◆ **YOUR GOAL**
Print out the complete set of records below, exactly as they read.
********
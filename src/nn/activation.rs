/*
 * @Author       : 老董
 * @Date         : 2024-03-02
 * @Description  : 激活函数（ReLU、Leaky ReLU、Sigmoid、TanH）
 *
 * 带权重的层在前向传播时只输出原始激活值，由调用方再对其施加激活函数，
 * 这样原始值和变换后的值都可用于反向传播时的导数计算。
 * “无激活函数”用`Option<ActivationFunction>`的`None`表示。
 */

use std::fmt;
use std::io::{self, Read, Write};

use crate::errors::{Operator, TensorError};
use crate::tensor::Tensor;

/// 激活函数的持久化标签
const TAG_NONE: u8 = 0;
const TAG_RELU: u8 = 1;
const TAG_LEAKY_RELU: u8 = 2;
const TAG_SIGMOID: u8 = 3;
const TAG_TANH: u8 = 4;

#[derive(Debug, Clone, Copy, PartialEq)]
pub enum ActivationFunction {
    ReLU,
    /// 泄露系数须在(0, 1)内
    LeakyReLU {
        leakiness: f64,
    },
    Sigmoid,
    TanH,
}

impl ActivationFunction {
    /// 对单个数施加激活函数
    #[inline]
    pub fn apply(&self, x: f64) -> f64 {
        match *self {
            ActivationFunction::ReLU => {
                if x > 0.0 {
                    x
                } else {
                    0.0
                }
            }
            ActivationFunction::LeakyReLU { leakiness } => {
                if x >= 0.0 {
                    x
                } else {
                    x * leakiness
                }
            }
            ActivationFunction::Sigmoid => sigmoid(x),
            ActivationFunction::TanH => tanh(x),
        }
    }

    /// 激活函数在`x`（即输入，而非输出）处的导数
    #[inline]
    pub fn derivative(&self, x: f64) -> f64 {
        match *self {
            // x == 0 处的导数定义为0
            ActivationFunction::ReLU => {
                if x <= 0.0 {
                    0.0
                } else {
                    1.0
                }
            }
            ActivationFunction::LeakyReLU { leakiness } => {
                if x <= 0.0 {
                    leakiness
                } else {
                    1.0
                }
            }
            ActivationFunction::Sigmoid => {
                let s = sigmoid(x);
                s * (1.0 - s)
            }
            ActivationFunction::TanH => {
                let t = tanh(x);
                1.0 - t * t
            }
        }
    }

    /// 原地对张量的每个元素施加激活函数
    pub fn apply_in_place(&self, tensor: &mut Tensor) {
        for value in tensor.as_slice_mut() {
            *value = self.apply(*value);
        }
    }

    /// 将`input`每个元素处的导数写入`output`，两者形状须一致
    pub fn apply_derivative(&self, input: &Tensor, output: &mut Tensor) -> Result<(), TensorError> {
        if !input.dimensions_match(output) {
            return Err(TensorError::OperatorError {
                operator: Operator::Derivative,
                tensor1_shape: input.shape(),
                tensor2_shape: output.shape(),
            });
        }
        for (out, &x) in output.as_slice_mut().iter_mut().zip(input.as_slice()) {
            *out = self.derivative(x);
        }
        Ok(())
    }

    /// 简称（不含参数），用于架构统计表
    pub fn name(&self) -> &'static str {
        match self {
            ActivationFunction::ReLU => "ReLU",
            ActivationFunction::LeakyReLU { .. } => "Leaky ReLU",
            ActivationFunction::Sigmoid => "Sigmoid",
            ActivationFunction::TanH => "TanH",
        }
    }

    pub fn leakiness(&self) -> Option<f64> {
        match *self {
            ActivationFunction::LeakyReLU { leakiness } => Some(leakiness),
            _ => None,
        }
    }

    /// 写入激活函数：1字节标签，Leaky ReLU另加8字节泄露系数
    pub fn save<W: Write + ?Sized>(activation: Option<&Self>, writer: &mut W) -> io::Result<()> {
        match activation {
            None => writer.write_all(&[TAG_NONE]),
            Some(ActivationFunction::ReLU) => writer.write_all(&[TAG_RELU]),
            Some(ActivationFunction::LeakyReLU { leakiness }) => {
                writer.write_all(&[TAG_LEAKY_RELU])?;
                writer.write_all(&leakiness.to_le_bytes())
            }
            Some(ActivationFunction::Sigmoid) => writer.write_all(&[TAG_SIGMOID]),
            Some(ActivationFunction::TanH) => writer.write_all(&[TAG_TANH]),
        }
    }

    pub fn load<R: Read + ?Sized>(reader: &mut R) -> io::Result<Option<Self>> {
        let mut tag = [0u8; 1];
        reader.read_exact(&mut tag)?;
        match tag[0] {
            TAG_NONE => Ok(None),
            TAG_RELU => Ok(Some(ActivationFunction::ReLU)),
            TAG_LEAKY_RELU => {
                let mut raw = [0u8; 8];
                reader.read_exact(&mut raw)?;
                Ok(Some(ActivationFunction::LeakyReLU {
                    leakiness: f64::from_le_bytes(raw),
                }))
            }
            TAG_SIGMOID => Ok(Some(ActivationFunction::Sigmoid)),
            TAG_TANH => Ok(Some(ActivationFunction::TanH)),
            other => Err(io::Error::new(
                io::ErrorKind::InvalidData,
                format!("未知的激活函数标签: {other}"),
            )),
        }
    }
}

impl fmt::Display for ActivationFunction {
    fn fmt(&self, f: &mut fmt::Formatter<'_>) -> fmt::Result {
        match self {
            ActivationFunction::ReLU => write!(f, "ReLU"),
            ActivationFunction::LeakyReLU { leakiness } => {
                write!(f, "Leaky ReLU, leakiness {leakiness}")
            }
            ActivationFunction::Sigmoid => write!(f, "Sigmoid"),
            ActivationFunction::TanH => write!(f, "TanH"),
        }
    }
}

#[inline]
fn sigmoid(x: f64) -> f64 {
    1.0 / (1.0 + (-x).exp())
}

#[inline]
fn tanh(x: f64) -> f64 {
    2.0 / (1.0 + (-2.0 * x).exp()) - 1.0
}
********
◆ **ANSWER FOR THIS EXERCISE**
filename src/nn/activation.rs
/*
 * @Author       : 老董
 * @Date         : 2024-03-02
 * @Description  : 激活函数（ReLU、Leaky ReLU、Sigmoid、TanH）
 *
 * 带权重的层在前向传播时只输出原始激活值，由调用方再对其施加激活函数，
 * 这样原始值和变换后的值都可用于反向传播时的导数计算。
 * “无激活函数”用`Option<ActivationFunction>`的`None`表示。
 */

use std::fmt;
use std::io::{self, Read, Write};

use crate::errors::{Operator, TensorError};
use crate::tensor::Tensor;

/// 激活函数的持久化标签
const TAG_NONE: u8 = 0;
const TAG_RELU: u8 = 1;
const TAG_LEAKY_RELU: u8 = 2;
const TAG_SIGMOID: u8 = 3;
const TAG_TANH: u8 = 4;

#[derive(Debug, Clone, Copy, PartialEq)]
pub enum ActivationFunction {
    ReLU,
    /// 泄露系数须在(0, 1)内
    LeakyReLU {
        leakiness: f64,
    },
    Sigmoid,
    TanH,
}

impl ActivationFunction {
    /// 对单个数施加激活函数
    #[inline]
    pub fn apply(&self, x: f64) -> f64 {
        match *self {
            ActivationFunction::ReLU => {
                if x > 0.0 {
                    x
                } else {
                    0.0
                }
            }
            ActivationFunction::LeakyReLU { leakiness } => {
                if x >= 0.0 {
                    x
                } else {
                    x * leakiness
                }
            }
            ActivationFunction::Sigmoid => sigmoid(x),
            ActivationFunction::TanH => tanh(x),
        }
    }

    /// 激活函数在`x`（即输入，而非输出）处的导数
    #[inline]
    pub fn derivative(&self, x: f64) -> f64 {
        match *self {
            // x == 0 处的导数定义为0
            ActivationFunction::ReLU => {
                if x <= 0.0 {
                    0.0
                } else {
                    1.0
                }
            }
            ActivationFunction::LeakyReLU { leakiness } => {
                if x <= 0.0 {
                    leakiness
                } else {
                    1.0
                }
            }
            ActivationFunction::Sigmoid => {
                let s = sigmoid(x);
                s * (1.0 - s)
            }
            ActivationFunction::TanH => {
                let t = tanh(x);
                1.0 - t * t
            }
        }
    }

    /// 原地对张量的每个元素施加激活函数
    pub fn apply_in_place(&self, tensor: &mut Tensor) {
        for value in tensor.as_slice_mut() {
            *value = self.apply(*value);
        }
    }

    /// 将`input`每个元素处的导数写入`output`，两者形状须一致
    pub fn apply_derivative(&self, input: &Tensor, output: &mut Tensor) -> Result<(), TensorError> {
        if !input.dimensions_match(output) {
            return Err(TensorError::OperatorError {
                operator: Operator::Derivative,
                tensor1_shape: input.shape(),
                tensor2_shape: output.shape(),
            });
        }
        for (out, &x) in output.as_slice_mut().iter_mut().zip(input.as_slice()) {
            *out = self.derivative(x);
        }
        Ok(())
    }

    /// 简称（不含参数），用于架构统计表
    pub fn name(&self) -> &'static str {
        match self {
            ActivationFunction::ReLU => "ReLU",
            ActivationFunction::LeakyReLU { .. } => "Leaky ReLU",
            ActivationFunction::Sigmoid => "Sigmoid",
            ActivationFunction::TanH => "TanH",
        }
    }

    pub fn leakiness(&self) -> Option<f64> {
        match *self {
            ActivationFunction::LeakyReLU { leakiness } => Some(leakiness),
            _ => None,
        }
    }

    /// 写入激活函数：1字节标签，Leaky ReLU另加8字节泄露系数
    pub fn save<W: Write + ?Sized>(activation: Option<&Self>, writer: &mut W) -> io::Result<()> {
        match activation {
            None => writer.write_all(&[TAG_NONE]),
            Some(ActivationFunction::ReLU) => writer.write_all(&[TAG_RELU]),
            Some(ActivationFunction::LeakyReLU { leakiness }) => {
                writer.write_all(&[TAG_LEAKY_RELU])?;
                writer.write_all(&leakiness.to_le_bytes())
            }
            Some(ActivationFunction::Sigmoid) => writer.write_all(&[TAG_SIGMOID]),
            Some(ActivationFunction::TanH) => writer.write_all(&[TAG_TANH]),
        }
    }

    pub fn load<R: Read + ?Sized>(reader: &mut R) -> io::Result<Option<Self>> {
        let mut tag = [0u8; 1];
        reader.read_exact(&mut tag)?;
        match tag[0] {
            TAG_NONE => Ok(None),
            TAG_RELU => Ok(Some(ActivationFunction::ReLU)),
            TAG_LEAKY_RELU => {
                let mut raw = [0u8; 8];
                reader.read_exact(&mut raw)?;
                Ok(Some(ActivationFunction::LeakyReLU {
                    leakiness: f64::from_le_bytes(raw),
                }))
            }
            TAG_SIGMOID => Ok(Some(ActivationFunction::Sigmoid)),
            TAG_TANH => Ok(Some(ActivationFunction::TanH)),
            other => Err(io::Error::new(
                io::ErrorKind::InvalidData,
                format!("未知的激活函数标签: {other}"),
            )),
        }
    }
}

impl fmt::Display for ActivationFunction {
    fn fmt(&self, f: &mut fmt::Formatter<'_>) -> fmt::Result {
        match self {
            ActivationFunction::ReLU => write!(f, "ReLU"),
            ActivationFunction::LeakyReLU { leakiness } => {
                write!(f, "Leaky ReLU, leakiness {leakiness}")
            }
            ActivationFunction::Sigmoid => write!(f, "Sigmoid"),
            ActivationFunction::TanH => write!(f, "TanH"),
        }
    }
}

#[inline]
fn sigmoid(x: f64) -> f64 {
    1.0 / (1.0 + (-x).exp())
}

#[inline]
fn tanh(x: f64) -> f64 {
    2.0 / (1.0 + (-2.0 * x).exp()) - 1.0
}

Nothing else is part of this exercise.